_WHAT THE TASK ASKS_
Where the line with "use std::process::ExitCode;" appears below, start writing out lines exactly, and finish with the line with "(Some(path), format) =>", which is included; write out nothing else.

*** INFORMATION SUPPLIED ***

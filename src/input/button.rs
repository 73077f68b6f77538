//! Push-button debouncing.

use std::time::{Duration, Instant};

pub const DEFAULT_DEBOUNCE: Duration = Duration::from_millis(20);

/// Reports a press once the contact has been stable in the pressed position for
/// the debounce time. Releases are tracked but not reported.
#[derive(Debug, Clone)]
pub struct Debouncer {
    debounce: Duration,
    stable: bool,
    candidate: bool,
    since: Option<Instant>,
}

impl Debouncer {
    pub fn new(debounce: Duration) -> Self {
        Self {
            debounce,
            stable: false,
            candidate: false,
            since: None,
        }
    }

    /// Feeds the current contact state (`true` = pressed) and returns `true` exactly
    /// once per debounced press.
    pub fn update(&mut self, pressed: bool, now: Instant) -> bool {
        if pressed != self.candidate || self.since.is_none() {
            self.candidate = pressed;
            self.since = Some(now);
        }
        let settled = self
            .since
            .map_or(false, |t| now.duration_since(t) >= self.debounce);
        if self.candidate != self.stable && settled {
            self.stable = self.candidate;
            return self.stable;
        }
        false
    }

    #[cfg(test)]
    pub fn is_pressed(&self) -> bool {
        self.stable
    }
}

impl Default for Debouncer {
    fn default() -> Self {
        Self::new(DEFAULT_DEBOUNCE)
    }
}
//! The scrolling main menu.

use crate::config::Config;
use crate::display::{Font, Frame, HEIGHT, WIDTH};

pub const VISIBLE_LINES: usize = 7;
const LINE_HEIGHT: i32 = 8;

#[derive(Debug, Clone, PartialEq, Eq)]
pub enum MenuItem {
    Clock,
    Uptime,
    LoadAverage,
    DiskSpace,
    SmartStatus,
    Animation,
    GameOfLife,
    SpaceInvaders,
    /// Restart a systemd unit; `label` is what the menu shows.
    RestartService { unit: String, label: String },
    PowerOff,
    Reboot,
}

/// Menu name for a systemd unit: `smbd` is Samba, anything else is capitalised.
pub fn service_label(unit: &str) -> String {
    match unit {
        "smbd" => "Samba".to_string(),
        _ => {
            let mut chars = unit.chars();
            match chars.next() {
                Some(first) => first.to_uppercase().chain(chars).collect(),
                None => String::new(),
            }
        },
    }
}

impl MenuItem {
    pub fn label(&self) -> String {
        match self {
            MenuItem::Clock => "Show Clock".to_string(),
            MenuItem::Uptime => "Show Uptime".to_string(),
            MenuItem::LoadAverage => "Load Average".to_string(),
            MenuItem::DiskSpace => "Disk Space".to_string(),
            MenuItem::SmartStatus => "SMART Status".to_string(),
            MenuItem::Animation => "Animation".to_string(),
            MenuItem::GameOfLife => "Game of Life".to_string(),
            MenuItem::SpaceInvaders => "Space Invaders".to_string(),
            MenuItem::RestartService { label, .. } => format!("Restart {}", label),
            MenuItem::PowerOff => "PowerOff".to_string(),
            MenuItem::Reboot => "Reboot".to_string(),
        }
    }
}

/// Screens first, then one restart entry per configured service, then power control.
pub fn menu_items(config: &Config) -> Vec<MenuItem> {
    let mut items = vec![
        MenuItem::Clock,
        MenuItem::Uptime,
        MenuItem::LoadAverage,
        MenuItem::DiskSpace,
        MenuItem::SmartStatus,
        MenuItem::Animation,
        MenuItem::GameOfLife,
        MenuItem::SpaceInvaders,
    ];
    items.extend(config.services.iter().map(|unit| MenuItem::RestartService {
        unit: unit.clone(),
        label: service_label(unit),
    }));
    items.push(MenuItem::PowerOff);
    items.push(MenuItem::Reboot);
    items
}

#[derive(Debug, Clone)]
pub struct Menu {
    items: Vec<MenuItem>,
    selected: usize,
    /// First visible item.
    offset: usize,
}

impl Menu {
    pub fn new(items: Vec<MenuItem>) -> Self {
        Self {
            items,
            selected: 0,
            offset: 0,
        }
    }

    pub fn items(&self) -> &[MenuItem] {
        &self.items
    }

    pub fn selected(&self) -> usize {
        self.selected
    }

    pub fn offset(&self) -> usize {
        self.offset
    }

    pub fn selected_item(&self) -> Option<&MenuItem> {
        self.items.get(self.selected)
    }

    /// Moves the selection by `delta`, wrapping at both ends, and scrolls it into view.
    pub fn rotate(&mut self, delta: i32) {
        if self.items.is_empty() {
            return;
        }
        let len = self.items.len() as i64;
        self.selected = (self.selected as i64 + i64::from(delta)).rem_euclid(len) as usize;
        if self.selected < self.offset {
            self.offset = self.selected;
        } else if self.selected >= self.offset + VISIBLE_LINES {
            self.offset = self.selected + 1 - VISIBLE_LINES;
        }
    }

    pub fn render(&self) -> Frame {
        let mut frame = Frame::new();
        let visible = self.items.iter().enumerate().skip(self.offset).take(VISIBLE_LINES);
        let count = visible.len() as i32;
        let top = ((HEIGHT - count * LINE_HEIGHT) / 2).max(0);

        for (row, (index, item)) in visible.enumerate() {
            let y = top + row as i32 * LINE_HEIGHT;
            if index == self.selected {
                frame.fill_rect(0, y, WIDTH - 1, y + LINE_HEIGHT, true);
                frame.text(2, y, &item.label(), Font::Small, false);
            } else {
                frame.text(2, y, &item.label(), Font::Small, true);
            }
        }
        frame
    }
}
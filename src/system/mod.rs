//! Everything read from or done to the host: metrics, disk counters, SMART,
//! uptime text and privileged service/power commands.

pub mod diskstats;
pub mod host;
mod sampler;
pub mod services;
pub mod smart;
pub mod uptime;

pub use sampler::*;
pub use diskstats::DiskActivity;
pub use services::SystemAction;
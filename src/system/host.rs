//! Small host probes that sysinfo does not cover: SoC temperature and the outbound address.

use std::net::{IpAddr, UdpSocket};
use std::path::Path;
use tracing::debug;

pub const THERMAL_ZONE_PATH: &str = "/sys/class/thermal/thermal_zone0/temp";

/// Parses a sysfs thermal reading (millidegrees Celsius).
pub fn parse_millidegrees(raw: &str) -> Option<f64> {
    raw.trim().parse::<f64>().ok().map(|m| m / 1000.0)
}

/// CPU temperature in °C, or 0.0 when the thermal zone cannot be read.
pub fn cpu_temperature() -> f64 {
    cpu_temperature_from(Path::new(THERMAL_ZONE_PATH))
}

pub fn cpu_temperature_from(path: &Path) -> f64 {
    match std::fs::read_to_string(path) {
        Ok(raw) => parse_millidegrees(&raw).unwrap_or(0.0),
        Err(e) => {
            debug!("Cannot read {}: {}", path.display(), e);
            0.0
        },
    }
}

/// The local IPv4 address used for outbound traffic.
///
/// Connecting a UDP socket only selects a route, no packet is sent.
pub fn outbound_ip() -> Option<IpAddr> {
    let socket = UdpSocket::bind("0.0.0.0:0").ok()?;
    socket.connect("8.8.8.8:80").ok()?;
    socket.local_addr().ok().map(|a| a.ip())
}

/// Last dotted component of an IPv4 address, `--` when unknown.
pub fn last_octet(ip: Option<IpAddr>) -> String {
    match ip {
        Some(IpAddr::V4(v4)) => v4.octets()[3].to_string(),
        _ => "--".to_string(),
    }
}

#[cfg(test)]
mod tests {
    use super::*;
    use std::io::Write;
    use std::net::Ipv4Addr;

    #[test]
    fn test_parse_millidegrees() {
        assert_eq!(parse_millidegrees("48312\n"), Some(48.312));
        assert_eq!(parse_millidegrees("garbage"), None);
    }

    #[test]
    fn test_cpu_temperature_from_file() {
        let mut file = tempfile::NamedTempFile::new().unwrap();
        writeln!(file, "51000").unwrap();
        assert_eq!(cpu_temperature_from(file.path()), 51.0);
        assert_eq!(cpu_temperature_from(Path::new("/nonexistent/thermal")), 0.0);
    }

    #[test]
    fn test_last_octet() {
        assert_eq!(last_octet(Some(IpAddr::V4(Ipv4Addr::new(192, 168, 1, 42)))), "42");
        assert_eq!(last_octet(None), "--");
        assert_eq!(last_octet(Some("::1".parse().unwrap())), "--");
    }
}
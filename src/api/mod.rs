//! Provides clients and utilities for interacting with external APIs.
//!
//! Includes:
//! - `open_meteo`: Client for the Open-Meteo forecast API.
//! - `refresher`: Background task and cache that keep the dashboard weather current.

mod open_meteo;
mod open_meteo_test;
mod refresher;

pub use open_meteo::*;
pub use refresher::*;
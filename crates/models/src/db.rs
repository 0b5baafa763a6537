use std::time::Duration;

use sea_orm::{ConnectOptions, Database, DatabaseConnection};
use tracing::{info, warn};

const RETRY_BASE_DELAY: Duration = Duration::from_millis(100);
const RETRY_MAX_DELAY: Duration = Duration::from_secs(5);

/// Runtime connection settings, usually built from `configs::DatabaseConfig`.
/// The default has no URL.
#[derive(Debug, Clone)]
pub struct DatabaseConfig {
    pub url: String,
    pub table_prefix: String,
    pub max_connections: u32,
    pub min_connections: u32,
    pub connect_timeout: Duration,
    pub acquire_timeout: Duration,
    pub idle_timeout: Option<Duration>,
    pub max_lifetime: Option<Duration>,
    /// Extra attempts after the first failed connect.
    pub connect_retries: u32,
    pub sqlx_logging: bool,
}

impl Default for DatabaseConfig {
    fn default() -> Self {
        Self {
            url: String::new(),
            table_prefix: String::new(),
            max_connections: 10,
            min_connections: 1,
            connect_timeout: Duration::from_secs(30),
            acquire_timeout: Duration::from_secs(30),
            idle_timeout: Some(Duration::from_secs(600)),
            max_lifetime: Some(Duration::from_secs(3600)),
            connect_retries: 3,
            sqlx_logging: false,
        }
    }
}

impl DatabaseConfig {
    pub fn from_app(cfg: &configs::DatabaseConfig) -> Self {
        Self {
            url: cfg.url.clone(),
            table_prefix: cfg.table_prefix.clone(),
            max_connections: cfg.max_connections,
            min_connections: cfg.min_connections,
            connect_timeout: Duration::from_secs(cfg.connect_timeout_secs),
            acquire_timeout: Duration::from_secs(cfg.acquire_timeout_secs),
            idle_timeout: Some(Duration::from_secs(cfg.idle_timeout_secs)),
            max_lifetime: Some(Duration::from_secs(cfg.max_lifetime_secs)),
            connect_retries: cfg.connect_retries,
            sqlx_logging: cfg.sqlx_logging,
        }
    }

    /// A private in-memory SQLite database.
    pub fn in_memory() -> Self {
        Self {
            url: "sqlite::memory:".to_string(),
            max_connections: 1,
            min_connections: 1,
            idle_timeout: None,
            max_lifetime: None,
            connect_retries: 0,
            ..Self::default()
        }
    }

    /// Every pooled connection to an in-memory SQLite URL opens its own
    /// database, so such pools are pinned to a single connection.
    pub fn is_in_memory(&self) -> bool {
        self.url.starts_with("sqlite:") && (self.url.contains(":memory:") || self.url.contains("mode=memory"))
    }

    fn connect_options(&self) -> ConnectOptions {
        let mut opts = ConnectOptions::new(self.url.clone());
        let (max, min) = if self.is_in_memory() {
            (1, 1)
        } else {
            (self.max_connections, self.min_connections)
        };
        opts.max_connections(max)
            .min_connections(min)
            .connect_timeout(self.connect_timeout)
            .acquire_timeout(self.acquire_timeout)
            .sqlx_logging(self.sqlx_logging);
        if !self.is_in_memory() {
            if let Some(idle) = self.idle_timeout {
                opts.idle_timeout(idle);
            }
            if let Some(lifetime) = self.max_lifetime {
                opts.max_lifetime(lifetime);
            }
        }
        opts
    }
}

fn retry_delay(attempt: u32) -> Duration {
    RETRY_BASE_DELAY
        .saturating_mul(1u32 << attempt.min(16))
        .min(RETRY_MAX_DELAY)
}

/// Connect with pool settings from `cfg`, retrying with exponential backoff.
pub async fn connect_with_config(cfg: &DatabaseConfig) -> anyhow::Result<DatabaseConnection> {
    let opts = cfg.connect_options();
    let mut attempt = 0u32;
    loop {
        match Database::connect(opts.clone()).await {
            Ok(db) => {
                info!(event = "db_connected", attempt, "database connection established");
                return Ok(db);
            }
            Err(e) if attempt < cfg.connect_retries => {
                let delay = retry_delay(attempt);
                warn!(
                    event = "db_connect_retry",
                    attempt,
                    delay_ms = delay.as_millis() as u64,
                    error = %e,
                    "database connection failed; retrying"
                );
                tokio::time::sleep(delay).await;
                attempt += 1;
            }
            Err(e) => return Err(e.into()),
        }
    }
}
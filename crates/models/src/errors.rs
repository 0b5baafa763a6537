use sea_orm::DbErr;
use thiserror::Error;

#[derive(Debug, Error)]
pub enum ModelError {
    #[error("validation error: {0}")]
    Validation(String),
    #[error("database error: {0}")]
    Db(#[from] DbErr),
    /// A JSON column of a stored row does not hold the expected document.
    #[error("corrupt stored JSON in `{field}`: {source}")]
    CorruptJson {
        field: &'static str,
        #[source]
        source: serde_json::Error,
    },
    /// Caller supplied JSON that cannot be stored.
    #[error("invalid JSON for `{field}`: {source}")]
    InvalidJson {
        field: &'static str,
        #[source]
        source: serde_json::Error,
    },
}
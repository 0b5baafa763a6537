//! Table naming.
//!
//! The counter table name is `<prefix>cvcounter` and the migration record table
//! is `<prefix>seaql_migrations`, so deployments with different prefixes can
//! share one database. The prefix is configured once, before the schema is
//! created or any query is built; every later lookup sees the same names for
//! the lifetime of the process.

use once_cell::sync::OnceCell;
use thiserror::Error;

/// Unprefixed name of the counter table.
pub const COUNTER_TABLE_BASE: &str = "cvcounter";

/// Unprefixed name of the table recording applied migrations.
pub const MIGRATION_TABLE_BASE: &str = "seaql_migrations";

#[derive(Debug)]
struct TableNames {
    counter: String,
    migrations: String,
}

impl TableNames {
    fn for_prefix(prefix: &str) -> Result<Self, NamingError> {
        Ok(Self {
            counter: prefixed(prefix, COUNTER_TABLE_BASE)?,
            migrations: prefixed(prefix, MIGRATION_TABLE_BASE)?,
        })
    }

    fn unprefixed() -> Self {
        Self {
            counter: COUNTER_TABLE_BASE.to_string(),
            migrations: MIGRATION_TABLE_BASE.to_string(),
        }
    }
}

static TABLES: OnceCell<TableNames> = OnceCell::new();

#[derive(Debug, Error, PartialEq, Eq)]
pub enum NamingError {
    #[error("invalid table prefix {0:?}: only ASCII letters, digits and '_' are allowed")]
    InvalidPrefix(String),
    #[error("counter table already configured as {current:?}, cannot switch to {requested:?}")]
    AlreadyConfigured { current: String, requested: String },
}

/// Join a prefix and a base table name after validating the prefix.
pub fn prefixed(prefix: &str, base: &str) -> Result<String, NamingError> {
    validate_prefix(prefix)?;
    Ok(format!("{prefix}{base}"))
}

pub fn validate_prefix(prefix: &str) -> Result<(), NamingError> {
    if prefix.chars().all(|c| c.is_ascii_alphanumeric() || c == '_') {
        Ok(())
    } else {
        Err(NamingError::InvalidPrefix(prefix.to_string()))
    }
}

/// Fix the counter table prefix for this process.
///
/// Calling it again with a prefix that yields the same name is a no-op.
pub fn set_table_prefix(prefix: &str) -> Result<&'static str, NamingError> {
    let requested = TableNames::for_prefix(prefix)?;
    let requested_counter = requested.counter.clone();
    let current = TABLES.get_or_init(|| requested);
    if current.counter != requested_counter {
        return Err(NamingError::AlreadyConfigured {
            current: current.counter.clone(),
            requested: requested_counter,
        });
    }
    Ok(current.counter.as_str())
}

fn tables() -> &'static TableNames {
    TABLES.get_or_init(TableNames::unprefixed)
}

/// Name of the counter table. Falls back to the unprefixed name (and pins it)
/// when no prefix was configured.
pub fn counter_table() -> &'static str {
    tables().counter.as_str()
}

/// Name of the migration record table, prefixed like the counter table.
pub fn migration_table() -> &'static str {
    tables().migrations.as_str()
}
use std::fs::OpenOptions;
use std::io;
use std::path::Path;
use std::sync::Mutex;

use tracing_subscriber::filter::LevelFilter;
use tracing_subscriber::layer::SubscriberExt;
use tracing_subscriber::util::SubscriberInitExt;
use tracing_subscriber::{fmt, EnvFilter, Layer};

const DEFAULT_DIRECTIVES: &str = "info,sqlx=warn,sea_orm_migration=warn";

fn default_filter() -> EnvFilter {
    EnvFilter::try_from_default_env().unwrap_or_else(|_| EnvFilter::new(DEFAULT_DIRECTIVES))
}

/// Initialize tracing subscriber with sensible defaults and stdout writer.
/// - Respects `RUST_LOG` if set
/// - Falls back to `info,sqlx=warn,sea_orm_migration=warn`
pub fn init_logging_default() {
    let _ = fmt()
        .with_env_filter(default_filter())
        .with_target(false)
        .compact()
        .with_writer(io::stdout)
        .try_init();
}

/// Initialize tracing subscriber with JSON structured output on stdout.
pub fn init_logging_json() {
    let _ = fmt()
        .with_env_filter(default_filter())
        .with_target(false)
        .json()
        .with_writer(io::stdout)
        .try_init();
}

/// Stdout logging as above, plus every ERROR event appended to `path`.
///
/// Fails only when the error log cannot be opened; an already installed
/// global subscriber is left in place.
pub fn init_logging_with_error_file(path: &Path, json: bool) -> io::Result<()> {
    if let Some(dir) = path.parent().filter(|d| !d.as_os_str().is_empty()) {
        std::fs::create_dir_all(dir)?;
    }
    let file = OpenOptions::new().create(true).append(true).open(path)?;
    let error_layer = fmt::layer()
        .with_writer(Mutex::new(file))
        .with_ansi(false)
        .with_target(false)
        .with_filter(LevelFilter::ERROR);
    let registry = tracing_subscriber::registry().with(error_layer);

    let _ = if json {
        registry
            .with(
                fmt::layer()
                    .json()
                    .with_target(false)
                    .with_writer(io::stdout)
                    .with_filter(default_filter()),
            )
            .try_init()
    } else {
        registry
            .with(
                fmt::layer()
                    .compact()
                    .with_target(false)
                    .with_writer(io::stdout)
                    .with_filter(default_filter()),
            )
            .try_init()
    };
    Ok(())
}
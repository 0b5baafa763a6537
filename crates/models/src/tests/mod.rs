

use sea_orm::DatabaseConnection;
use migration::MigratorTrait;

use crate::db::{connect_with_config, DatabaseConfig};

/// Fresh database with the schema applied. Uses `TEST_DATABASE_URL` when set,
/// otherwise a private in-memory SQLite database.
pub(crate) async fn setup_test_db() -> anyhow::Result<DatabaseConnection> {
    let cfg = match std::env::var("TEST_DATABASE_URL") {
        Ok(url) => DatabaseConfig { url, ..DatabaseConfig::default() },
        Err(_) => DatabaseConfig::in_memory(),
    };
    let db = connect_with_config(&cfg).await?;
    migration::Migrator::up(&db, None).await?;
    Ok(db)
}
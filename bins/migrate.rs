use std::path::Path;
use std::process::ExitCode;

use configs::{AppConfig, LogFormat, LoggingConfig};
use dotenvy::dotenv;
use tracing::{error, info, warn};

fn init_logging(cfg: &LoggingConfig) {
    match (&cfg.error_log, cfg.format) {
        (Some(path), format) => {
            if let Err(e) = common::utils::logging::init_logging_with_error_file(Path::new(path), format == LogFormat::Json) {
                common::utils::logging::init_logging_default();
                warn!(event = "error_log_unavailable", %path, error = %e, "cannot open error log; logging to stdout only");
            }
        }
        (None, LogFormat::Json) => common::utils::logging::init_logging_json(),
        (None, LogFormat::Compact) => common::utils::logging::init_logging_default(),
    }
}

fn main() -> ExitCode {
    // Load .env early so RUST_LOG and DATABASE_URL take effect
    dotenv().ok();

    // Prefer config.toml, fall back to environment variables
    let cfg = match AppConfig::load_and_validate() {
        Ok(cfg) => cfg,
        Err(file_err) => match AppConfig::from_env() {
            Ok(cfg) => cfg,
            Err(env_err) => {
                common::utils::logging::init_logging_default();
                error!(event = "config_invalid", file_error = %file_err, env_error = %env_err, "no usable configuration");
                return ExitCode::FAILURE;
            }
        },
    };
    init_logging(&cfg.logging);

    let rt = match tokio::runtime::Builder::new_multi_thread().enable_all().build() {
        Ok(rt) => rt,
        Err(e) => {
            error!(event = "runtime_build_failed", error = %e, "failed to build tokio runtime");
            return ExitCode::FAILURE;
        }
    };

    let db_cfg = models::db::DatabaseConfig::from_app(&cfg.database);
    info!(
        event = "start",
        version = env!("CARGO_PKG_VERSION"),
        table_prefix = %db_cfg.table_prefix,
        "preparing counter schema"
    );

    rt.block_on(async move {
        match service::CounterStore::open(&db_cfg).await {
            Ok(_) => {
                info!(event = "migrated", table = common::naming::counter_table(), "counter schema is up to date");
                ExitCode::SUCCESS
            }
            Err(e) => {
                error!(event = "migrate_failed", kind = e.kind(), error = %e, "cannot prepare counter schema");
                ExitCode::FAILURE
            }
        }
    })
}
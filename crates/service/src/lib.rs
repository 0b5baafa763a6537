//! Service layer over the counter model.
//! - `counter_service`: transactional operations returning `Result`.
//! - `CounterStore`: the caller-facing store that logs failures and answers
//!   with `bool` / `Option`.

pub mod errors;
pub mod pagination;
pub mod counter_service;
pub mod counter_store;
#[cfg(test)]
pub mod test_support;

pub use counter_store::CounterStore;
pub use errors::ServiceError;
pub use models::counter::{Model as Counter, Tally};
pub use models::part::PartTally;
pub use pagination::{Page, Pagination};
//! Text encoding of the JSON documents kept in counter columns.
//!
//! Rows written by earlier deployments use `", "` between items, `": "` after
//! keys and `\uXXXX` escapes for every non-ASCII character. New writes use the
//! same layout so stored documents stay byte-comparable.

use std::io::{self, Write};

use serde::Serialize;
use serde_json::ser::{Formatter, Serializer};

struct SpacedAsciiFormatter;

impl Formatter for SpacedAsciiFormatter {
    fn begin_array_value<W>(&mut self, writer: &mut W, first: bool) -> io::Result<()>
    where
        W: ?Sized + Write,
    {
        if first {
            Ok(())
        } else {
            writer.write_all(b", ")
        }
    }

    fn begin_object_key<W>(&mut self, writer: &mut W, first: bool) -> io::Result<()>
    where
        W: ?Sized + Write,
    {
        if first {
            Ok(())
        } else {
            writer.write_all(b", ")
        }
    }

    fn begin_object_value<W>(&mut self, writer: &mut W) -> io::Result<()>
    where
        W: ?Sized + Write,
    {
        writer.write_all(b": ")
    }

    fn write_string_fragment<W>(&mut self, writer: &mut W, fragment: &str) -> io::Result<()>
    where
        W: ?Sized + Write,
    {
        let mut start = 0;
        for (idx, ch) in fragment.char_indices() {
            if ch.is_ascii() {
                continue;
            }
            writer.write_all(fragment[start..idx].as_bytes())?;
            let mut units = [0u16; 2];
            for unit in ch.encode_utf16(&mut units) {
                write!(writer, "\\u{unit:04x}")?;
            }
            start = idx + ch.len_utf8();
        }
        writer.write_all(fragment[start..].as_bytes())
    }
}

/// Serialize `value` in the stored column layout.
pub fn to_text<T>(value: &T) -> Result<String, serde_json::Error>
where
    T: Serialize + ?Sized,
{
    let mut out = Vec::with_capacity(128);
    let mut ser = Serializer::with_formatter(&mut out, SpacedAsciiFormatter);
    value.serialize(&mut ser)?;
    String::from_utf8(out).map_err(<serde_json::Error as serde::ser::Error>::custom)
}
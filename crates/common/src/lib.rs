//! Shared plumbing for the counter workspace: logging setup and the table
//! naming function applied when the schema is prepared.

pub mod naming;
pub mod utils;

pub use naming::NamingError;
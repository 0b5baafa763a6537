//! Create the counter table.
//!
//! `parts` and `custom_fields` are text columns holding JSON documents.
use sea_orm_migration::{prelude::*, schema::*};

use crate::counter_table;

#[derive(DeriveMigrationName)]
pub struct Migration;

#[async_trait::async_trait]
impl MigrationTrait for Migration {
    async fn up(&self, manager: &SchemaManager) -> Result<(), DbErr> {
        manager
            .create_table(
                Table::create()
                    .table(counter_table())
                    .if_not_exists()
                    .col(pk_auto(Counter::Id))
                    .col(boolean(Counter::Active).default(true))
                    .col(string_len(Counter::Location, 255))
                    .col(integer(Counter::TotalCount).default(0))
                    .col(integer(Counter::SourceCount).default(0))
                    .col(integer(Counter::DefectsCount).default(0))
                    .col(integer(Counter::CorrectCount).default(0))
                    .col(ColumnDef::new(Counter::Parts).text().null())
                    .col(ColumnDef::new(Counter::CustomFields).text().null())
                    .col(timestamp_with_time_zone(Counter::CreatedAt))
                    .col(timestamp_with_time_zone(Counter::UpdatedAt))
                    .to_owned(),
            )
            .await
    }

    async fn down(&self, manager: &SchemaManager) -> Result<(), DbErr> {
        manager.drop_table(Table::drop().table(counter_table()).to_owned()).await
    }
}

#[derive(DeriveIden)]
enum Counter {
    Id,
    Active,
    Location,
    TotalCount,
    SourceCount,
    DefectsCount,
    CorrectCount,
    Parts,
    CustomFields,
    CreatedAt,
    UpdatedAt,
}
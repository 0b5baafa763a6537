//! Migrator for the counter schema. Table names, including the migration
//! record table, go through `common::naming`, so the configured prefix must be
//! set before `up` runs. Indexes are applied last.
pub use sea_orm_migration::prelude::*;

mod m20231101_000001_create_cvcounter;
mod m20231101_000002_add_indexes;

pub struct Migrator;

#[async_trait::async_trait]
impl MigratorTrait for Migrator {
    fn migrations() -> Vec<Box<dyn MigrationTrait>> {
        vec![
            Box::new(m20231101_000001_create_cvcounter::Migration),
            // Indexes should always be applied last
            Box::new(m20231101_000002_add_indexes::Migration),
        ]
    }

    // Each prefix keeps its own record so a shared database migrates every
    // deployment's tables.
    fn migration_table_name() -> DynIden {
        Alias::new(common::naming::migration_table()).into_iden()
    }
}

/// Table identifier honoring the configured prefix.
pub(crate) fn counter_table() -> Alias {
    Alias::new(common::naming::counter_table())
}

*** End of INFORMATION SUPPLIED ***

_WORKED SOLUTION_
use std::process::ExitCode;

use configs::{AppConfig, LogFormat, LoggingConfig};
use dotenvy::dotenv;
use tracing::{error, info, warn};

fn init_logging(cfg: &LoggingConfig) {
    match (&cfg.error_log, cfg.format) {
        (Some(path), format) => {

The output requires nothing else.